É aqui que começa a confusão referida lá no começo, pois há camaradas que só de ouvir a palavra pacto sentem arrepios na espinha, calafrios, náuseas e outros sintomas. Há ainda aqueles que não concordam com o balanço positivo dos dez anos de governo das forças populares. Outros que não aceitam o PMDB como aliado, já que só atrapalha. Há também aqueles que criticam até mesmo a aliança com o PT, pois acham que este partido além de ser muito lento na implantação das reformas necessárias, não tem muita convicção no Novo Projeto Nacional de Desenvolvimento. Nossos camaradas estão com pressa!

Tais reações são compreensíveis, afinal, todos no Partido querem o melhor para o povo brasileiro. Entretanto, não se justificam, pois acelerar tais reformas não é um ato de vontade, já que elas obedecem ao simples fato de que ainda não há as condições necessárias para sua implantação. Querer acelerá-las, além de ser um vanguardismo vazio, é um desvio de esquerda como o que ocorreu com o governo socialista de Salvador Allende no Chile. Querendo acelerar as reformas, sem que houvesse as condições necessárias, jogou-se o Chile numa ditadura das mais violentas que se tem noticia na história da humanidade. E, é bom não esquecer, a revolução permanente é, também, para que se criem as condições necessárias para a implantação do socialismo. Ou, como diz Jorge Bem, “devagar se vai ao longe, devagar eu chego lá!”

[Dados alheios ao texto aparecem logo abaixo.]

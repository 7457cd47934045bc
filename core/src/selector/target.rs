use argus_types::Rgb;
use serde::Serialize;
use tokio::time::Instant;

/// Where a monitored entity is in its action cycle.
#[derive(Debug, Clone, Copy, PartialEq, Eq, Hash, Serialize)]
#[serde(rename_all = "snake_case")]
pub enum TargetPhase {
    Idle,
    NeedsAction,
    Acting,
    Cooldown,
}

/// Per-entity selector state. Owned and mutated only by the selector.
#[derive(Debug, Clone, PartialEq)]
pub struct TargetState {
    pub index: usize,
    pub label: String,
    pub last_color: Option<Rgb>,
    pub last_distance: f64,
    /// Larger is worse, see [`crate::ProbeResult::severity`]
    pub severity: f64,
    /// Latest probe result was triggered
    pub needs_action: bool,
    /// Cooldown/rearm expiry
    pub next_available: Option<Instant>,
    pub total_actions: u64,
}

impl TargetState {
    pub(super) fn new(index: usize, label: String) -> Self {
        Self {
            index,
            label,
            last_color: None,
            last_distance: 0.0,
            severity: 0.0,
            needs_action: false,
            next_available: None,
            total_actions: 0,
        }
    }

    pub fn in_cooldown(&self, now: Instant) -> bool {
        self.next_available.is_some_and(|at| now < at)
    }

    pub fn is_eligible(&self, now: Instant) -> bool {
        self.needs_action && !self.in_cooldown(now)
    }
}

/// Selector counters.
#[derive(Debug, Clone, Copy, Default, PartialEq, Eq, Serialize)]
pub struct SelectorStats {
    pub sequences: u64,
    /// Sequences that delivered their act input
    pub actions: u64,
    pub preemptions: u64,
    pub failures: u64,
}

Mas este vanguardismo vazio não é uma doença incurável. Uma visita aos clássicos da literatura revolucionária ajudará a preencher esse vazio. Para tanto, fraternalmente, recomendo aos camaradas a leitura de Mensagem do Comitê Central à Liga dos Comunistas, de Marx e Engels; o Prefácio de Engels à obra de Marx Luta de classes na França e Que fazer?, de Lênin. Creio que com essa leitura e alguma reflexão, a ideia de revolução permanente deixará de ser uma usina de confusão permanente para se tornar um entendimento claro e simples das principais tarefas reservadas à vanguarda conseqüente dos trabalhadores.

*Mário Silva Lima é Membro da Célula Comunista de Cultura Paulistana.